17.06.2016, 08:42 Uhr

HLW-Schüler im EU-weiten Austauschprogramm

Die Schüler der 4HLSb absolvierten ein 2-wöchiges Praktikum in London. (Foto: HLW Bad Ischl)

Schüler/innen der HLW Bad Ischl hatten in den vergangenen zwei Schuljahren die Möglichkeit, ihr Pflichtpraktikum im EU-Ausland zu machen. Dafür erhielt die Schule eine großzügige Fördersumme von Erasmus Plus, einem Programm des Österreichischen Austauschdienstes (OeaD)

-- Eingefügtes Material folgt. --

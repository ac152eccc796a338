//! Assembly of the immutable parameter sets handed to the task manager
//!
//! Assembly is all-or-nothing: either every worker gets its configuration and
//! every storage path is known to be writable, or a [`ConfigError`] is
//! returned before any worker starts.

use crate::config::types::{BrowserSection, Config, DisplayMode};
use crate::config::validation::MAX_BROWSERS;
use crate::ConfigError;
use std::fs::OpenOptions;
use std::path::{Path, PathBuf};

const WRITE_CHECK_NAME: &str = ".sitevisit-write-check";

/// Which observable side effects a worker records during a fetch
#[derive(Debug, Clone, Copy, PartialEq, Eq, Default)]
pub struct InstrumentFlags {
    pub http: bool,
    pub cookie: bool,
    pub navigation: bool,
    pub js: bool,
    pub dns: bool,
}

impl InstrumentFlags {
    /// Every instrument enabled
    pub fn all() -> Self {
        Self {
            http: true,
            cookie: true,
            navigation: true,
            js: true,
            dns: true,
        }
    }

    /// No instrument enabled; the worker only records success or failure
    pub fn none() -> Self {
        Self::default()
    }

    /// Names of the enabled instruments, in a fixed order
    pub fn enabled(&self) -> Vec<&'static str> {
        [
            ("http", self.http),
            ("cookie", self.cookie),
            ("navigation", self.navigation),
            ("js", self.js),
            ("dns", self.dns),
        ]
        .into_iter()
        .filter_map(|(name, on)| on.then_some(name))
        .collect()
    }
}

impl From<&BrowserSection> for InstrumentFlags {
    fn from(section: &BrowserSection) -> Self {
        Self {
            http: section.http_instrument,
            cookie: section.cookie_instrument,
            navigation: section.navigation_instrument,
            js: section.js_instrument,
            dns: section.dns_instrument,
        }
    }
}

/// Settings shared by every worker produced by [`assemble`]
#[derive(Debug, Clone)]
pub struct WorkerTemplate {
    pub instruments: InstrumentFlags,
    pub display_mode: DisplayMode,
    pub user_agent: String,
}

impl From<&BrowserSection> for WorkerTemplate {
    fn from(section: &BrowserSection) -> Self {
        Self {
            instruments: InstrumentFlags::from(section),
            display_mode: section.display_mode,
            user_agent: section.user_agent.clone(),
        }
    }
}

/// Configuration of a single pool worker
#[derive(Debug, Clone, PartialEq, Eq)]
pub struct WorkerConfig {
    /// Zero-indexed slot this configuration belongs to
    pub worker_id: usize,
    pub instruments: InstrumentFlags,
    pub display_mode: DisplayMode,
    pub user_agent: String,
}

/// Where the crawl writes its output
#[derive(Debug, Clone)]
pub struct StoragePaths {
    pub data_directory: PathBuf,
    pub log_path: PathBuf,
    pub database_path: PathBuf,
}

impl StoragePaths {
    /// Places the database under the data directory
    pub fn new(data_directory: impl Into<PathBuf>, log_path: impl Into<PathBuf>, database_name: &str) -> Self {
        let data_directory = data_directory.into();
        let database_path = data_directory.join(database_name);
        Self {
            data_directory,
            log_path: log_path.into(),
            database_path,
        }
    }
}

/// Immutable parameters for one task manager
#[derive(Debug, Clone)]
pub struct ManagerConfig {
    pub data_directory: PathBuf,
    pub log_path: PathBuf,
    pub database_path: PathBuf,
    pub workers: Vec<WorkerConfig>,
}

impl ManagerConfig {
    /// Number of workers the pool is configured for
    pub fn worker_count(&self) -> usize {
        self.workers.len()
    }
}

impl Config {
    /// Storage paths described by the `[manager]` section
    pub fn storage_paths(&self) -> StoragePaths {
        StoragePaths::new(
            &self.manager.data_directory,
            &self.manager.log_path,
            &self.manager.database_name,
        )
    }

    /// Assembles the manager configuration described by this config
    pub fn manager_config(&self) -> Result<ManagerConfig, ConfigError> {
        assemble(
            self.manager.num_browsers as usize,
            self.storage_paths(),
            &WorkerTemplate::from(&self.browser),
        )
    }
}

/// Builds one [`ManagerConfig`] holding exactly `count` worker configurations
///
/// Creates the data directory and the log file's parent directory if they are
/// missing, and verifies that both the data directory and the log file can
/// be written.
///
/// # Returns
///
/// * `Ok(ManagerConfig)` - Complete configuration, paths verified
/// * `Err(ConfigError)` - Invalid count or unwritable path
pub fn assemble(
    count: usize,
    paths: StoragePaths,
    template: &WorkerTemplate,
) -> Result<ManagerConfig, ConfigError> {
    if count < 1 || count > MAX_BROWSERS as usize {
        return Err(ConfigError::Validation(format!(
            "worker count must be between 1 and {}, got {}",
            MAX_BROWSERS, count
        )));
    }

    ensure_writable_dir(&paths.data_directory)?;

    if let Some(parent) = paths.database_path.parent() {
        ensure_writable_dir(parent)?;
    }

    ensure_writable_file(&paths.log_path)?;

    let workers = (0..count)
        .map(|worker_id| WorkerConfig {
            worker_id,
            instruments: template.instruments,
            display_mode: template.display_mode,
            user_agent: template.user_agent.clone(),
        })
        .collect();

    Ok(ManagerConfig {
        data_directory: paths.data_directory,
        log_path: paths.log_path,
        database_path: paths.database_path,
        workers,
    })
}

fn unwritable(path: &Path, err: std::io::Error) -> ConfigError {
    ConfigError::Unwritable {
        path: path.display().to_string(),
        reason: err.to_string(),
    }
}

/// Creates `dir` if needed and proves a file can be created inside it
fn ensure_writable_dir(dir: &Path) -> Result<(), ConfigError> {
    if dir.as_os_str().is_empty() {
        return Ok(());
    }

    std::fs::create_dir_all(dir).map_err(|e| unwritable(dir, e))?;

    let check = dir.join(WRITE_CHECK_NAME);
    OpenOptions::new()
        .write(true)
        .create(true)
        .truncate(true)
        .open(&check)
        .map_err(|e| unwritable(dir, e))?;
    std::fs::remove_file(&check).map_err(|e| unwritable(dir, e))?;

    Ok(())
}

/// Creates the parent of `file` if needed and opens `file` for appending
fn ensure_writable_file(file: &Path) -> Result<(), ConfigError> {
    if let Some(parent) = file.parent() {
        if !parent.as_os_str().is_empty() {
            std::fs::create_dir_all(parent).map_err(|e| unwritable(parent, e))?;
        }
    }

    OpenOptions::new()
        .append(true)
        .create(true)
        .open(file)
        .map_err(|e| unwritable(file, e))?;

    Ok(())
}
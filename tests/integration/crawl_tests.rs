//! Integration tests for the crawler
//!
//! These tests use wiremock to create mock HTTP servers and run the full
//! crawl cycle end-to-end against the bundled HTTP browser.

use crate::common::FakeLauncher;
use sitevisit::config::Config;
use sitevisit::crawler::{run_crawl, run_crawl_with};
use sitevisit::storage::{CrawlStatus, SqliteStorage};
use sitevisit::HarnessError;
use std::path::Path;
use std::time::Duration;
use tempfile::TempDir;
use wiremock::matchers::{method, path};
use wiremock::{Mock, MockServer, ResponseTemplate};

/// Creates a test configuration that keeps all output under `dir`
fn create_test_config(dir: &Path, sites: Vec<String>) -> Config {
    let mut config = Config::default();
    config.manager.num_browsers = 2;
    config.manager.data_directory = dir.join("datadir").display().to_string();
    config.manager.log_path = dir.join("datadir/crawl.log").display().to_string();
    config.visit.sleep_secs = 0; // No idling in tests
    config.visit.timeout_secs = 10;
    config.sites = sites;
    config
}

fn open_database(dir: &Path) -> SqliteStorage {
    SqliteStorage::open(&dir.join("datadir/crawl-data.sqlite")).expect("Failed to open database")
}

#[tokio::test]
async fn test_full_crawl_records_instrumentation() {
    let mock_server = MockServer::start().await;
    let base_url = mock_server.uri();

    // Redirect from the entry page to the landing page
    Mock::given(method("GET"))
        .and(path("/"))
        .respond_with(ResponseTemplate::new(302).insert_header("location", "/home"))
        .mount(&mock_server)
        .await;

    Mock::given(method("GET"))
        .and(path("/home"))
        .respond_with(
            ResponseTemplate::new(200)
                .insert_header("content-type", "text/html")
                .insert_header("set-cookie", "session=abc; Path=/; HttpOnly")
                .set_body_string(
                    r#"<html><head><title>Home</title>
                    <script src="/static/app.js"></script>
                    <script>console.log("inline");</script>
                    </head><body>Welcome</body></html>"#,
                ),
        )
        .mount(&mock_server)
        .await;

    Mock::given(method("GET"))
        .and(path("/about"))
        .respond_with(
            ResponseTemplate::new(200)
                .insert_header("content-type", "text/html")
                .set_body_string("<html><head><title>About</title></head></html>"),
        )
        .mount(&mock_server)
        .await;

    let temp_dir = TempDir::new().expect("Failed to create temp dir");
    let config = create_test_config(
        temp_dir.path(),
        vec![format!("{}/", base_url), format!("{}/about", base_url)],
    );

    let report = run_crawl(&config, "test-hash").await.expect("Crawl failed");

    assert_eq!(report.sites, 2);
    assert_eq!(report.succeeded, 2);
    assert_eq!(report.failed, 0);
    assert!(report.storage_warnings.is_empty());

    let storage = open_database(temp_dir.path());
    let crawl = storage.get_crawl(report.crawl_id).unwrap();
    assert_eq!(crawl.status, CrawlStatus::Completed);
    assert_eq!(crawl.config_hash, "test-hash");

    let visits = storage.visits(report.crawl_id).unwrap();
    assert_eq!(visits.len(), 2);
    assert_eq!(visits[0].site_rank, 0);
    assert_eq!(visits[0].title.as_deref(), Some("Home"));
    assert_eq!(
        visits[0].final_url.as_deref(),
        Some(format!("{}/home", base_url).as_str())
    );
    assert_eq!(visits[1].title.as_deref(), Some("About"));

    let counts: std::collections::HashMap<_, _> = storage
        .instrument_counts(report.crawl_id)
        .unwrap()
        .into_iter()
        .collect();
    // Two hops for the redirected site, one for the other
    assert_eq!(counts["http_exchanges"], 3);
    assert_eq!(counts["navigations"], 3);
    assert_eq!(counts["cookies"], 1);
    assert_eq!(counts["scripts"], 2);
    assert_eq!(counts["dns_responses"], 2);

    assert!(temp_dir.path().join("datadir/crawl.log").exists());
}

#[tokio::test]
async fn test_http_error_status_is_still_a_visit() {
    let mock_server = MockServer::start().await;

    Mock::given(method("GET"))
        .and(path("/missing"))
        .respond_with(ResponseTemplate::new(404))
        .mount(&mock_server)
        .await;

    let temp_dir = TempDir::new().expect("Failed to create temp dir");
    let config = create_test_config(
        temp_dir.path(),
        vec![format!("{}/missing", mock_server.uri())],
    );

    let report = run_crawl(&config, "hash").await.expect("Crawl failed");
    assert_eq!(report.succeeded, 1);

    let storage = open_database(temp_dir.path());
    let visits = storage.visits(report.crawl_id).unwrap();
    assert_eq!(visits[0].status_code, Some(404));
}

#[tokio::test]
async fn test_slow_site_times_out_without_stopping_crawl() {
    let mock_server = MockServer::start().await;

    Mock::given(method("GET"))
        .and(path("/slow"))
        .respond_with(ResponseTemplate::new(200).set_delay(Duration::from_secs(5)))
        .mount(&mock_server)
        .await;

    Mock::given(method("GET"))
        .and(path("/fast"))
        .respond_with(ResponseTemplate::new(200))
        .mount(&mock_server)
        .await;

    let temp_dir = TempDir::new().expect("Failed to create temp dir");
    let mut config = create_test_config(
        temp_dir.path(),
        vec![
            format!("{}/slow", mock_server.uri()),
            format!("{}/fast", mock_server.uri()),
        ],
    );
    config.visit.timeout_secs = 1;

    let report = run_crawl(&config, "hash").await.expect("Crawl failed");

    assert_eq!(report.succeeded, 1);
    assert_eq!(report.failed, 1);

    let storage = open_database(temp_dir.path());
    let visits = storage.visits(report.crawl_id).unwrap();
    assert!(!visits[0].success);
    assert!(visits[0].error.as_deref().unwrap().contains("timeout"));
    assert!(visits[1].success);
}

#[tokio::test]
async fn test_crawl_with_fake_launcher() {
    let temp_dir = TempDir::new().expect("Failed to create temp dir");
    let config = create_test_config(
        temp_dir.path(),
        vec![
            "https://a.example/".to_string(),
            "https://error.test/".to_string(),
            "https://c.example/".to_string(),
        ],
    );

    let report = run_crawl_with(&config, "hash", FakeLauncher::new(Duration::ZERO))
        .await
        .expect("Crawl failed");

    assert_eq!(report.succeeded, 2);
    assert_eq!(report.failed, 1);

    let storage = open_database(temp_dir.path());
    assert_eq!(storage.count_visits(report.crawl_id, Some(false)).unwrap(), 1);
}

#[tokio::test]
async fn test_no_workers_is_fatal() {
    let temp_dir = TempDir::new().expect("Failed to create temp dir");
    let config = create_test_config(temp_dir.path(), vec!["https://a.example/".to_string()]);
    let mut launcher = FakeLauncher::new(Duration::ZERO);
    launcher.max_launches = 0;

    let result = run_crawl_with(&config, "hash", launcher).await;

    assert!(matches!(result, Err(HarnessError::NoWorkers { requested: 2 })));

    // Storage was closed, so the crawl is marked complete with no visits
    let storage = open_database(temp_dir.path());
    let crawl = storage.latest_crawl().unwrap().unwrap();
    assert_eq!(crawl.status, CrawlStatus::Completed);
    assert_eq!(storage.count_visits(crawl.id, None).unwrap(), 0);
}

#[tokio::test]
async fn test_pool_exhausted_mid_crawl_interrupts_crawl() {
    let temp_dir = TempDir::new().expect("Failed to create temp dir");
    let config = create_test_config(
        temp_dir.path(),
        vec![
            "https://panic.test/".to_string(),
            "https://panic.test/".to_string(),
            "https://a.example/".to_string(),
            "https://b.example/".to_string(),
        ],
    );
    // Both initial browsers launch, neither can be relaunched after its crash
    let mut launcher = FakeLauncher::new(Duration::ZERO);
    launcher.max_launches = 2;

    let report = run_crawl_with(&config, "hash", launcher)
        .await
        .expect("an exhausted pool still finishes the crawl");

    assert_eq!(report.sites, 4);
    assert_eq!(report.succeeded, 0);
    assert_eq!(report.failed, 4);
    assert_eq!(report.unassigned, 2);
    assert!(report.storage_warnings.is_empty());

    let storage = open_database(temp_dir.path());
    let crawl = storage.get_crawl(report.crawl_id).unwrap();
    assert_eq!(crawl.status, CrawlStatus::Interrupted);
    assert!(crawl.finished_at.is_some());

    let visits = storage.visits(report.crawl_id).unwrap();
    assert_eq!(visits.len(), 4);
    assert!(visits.iter().all(|v| !v.success));
    for visit in &visits[2..] {
        assert_eq!(visit.worker_id, None);
        assert_eq!(visit.error.as_deref(), Some("no worker available"));
    }
    assert!(visits[..2].iter().all(|v| v.worker_id.is_some()));
}

#[tokio::test]
async fn test_unwritable_data_directory_is_fatal() {
    let temp_dir = TempDir::new().expect("Failed to create temp dir");
    let blocker = temp_dir.path().join("datadir");
    std::fs::write(&blocker, "not a directory").unwrap();

    let config = create_test_config(temp_dir.path(), vec!["https://a.example/".to_string()]);
    let result = run_crawl(&config, "hash").await;

    assert!(matches!(result, Err(HarnessError::Config(_))));
}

BAD ISCHL. Das im Frühling 2015 von der HLW Bad Ischl eingereichte Projekt "Soziale Kompetenzen Bad Ischl" wurde bewilligt und ermöglichte es im Sommer 2015 elf Schülern und im Sommer 2016 weiteren 19 Schülern, einen Teil ihrer Pflichtpraktika im Ausland zu absolvieren. Die Jugendlichen der jeweils 4. Jahrgänge verbrachten zwischen zwei und acht Wochen in sozialen Einrichtungen in verschiedensten EU-Ländern. Eines der wichtigsten Ziele des Projektes war es, die Standards und Möglichkeiten der Betreuung und Begleitung von Menschen in anderen europäischen Ländern kennen zu lernen und mit jenen in Österreich zu vergleichen. Außerdem erwarben die jungen Menschen wesentliche neue Fähigkeiten und Kompetenzen, sammelten Erfahrungen und erhielten Einblicke in neue Arbeitswelten. Ebenfalls sollte die Auslandserfahrung zur Persönlichkeitsentwicklung sowie zur Erweiterung des persönlichen Horizonts der Schüler beitragen. Viele der Teilnehmer verstanden das Praktikum als Chance ihre Fremdsprachenkenntnisse zu intensivieren.

Partnerschaft gestärkt

Ziel des Austausches war es aber auch, die schon seit einigen Jahren bestehenden Partnerschaften mit Einrichtungen in Schweden, Spanien und Rumänien weiter zu intensivieren. Als neuer Projektpartner konnte eine Agentur in London gewonnen werden, die 13 Schülern im Juni 2016 Praktikumsstellen im sozialen Bereich für jeweils zwei Wochen vermitteln konnte.
Die HLW Bad Ischl plant, für die kommenden zwei Jahre ein weiteres Projekt bei Erasmus Plus einzureichen, um dadurch die finanziell geförderten Auslandspraktika als Standard an der Schule anbieten zu können. Die Partnerschaften in den genannten Ländern sollen bestehen bleiben und die Lehrkräfte bemühen sich um eine Ausweitung der Praktikumsstellen.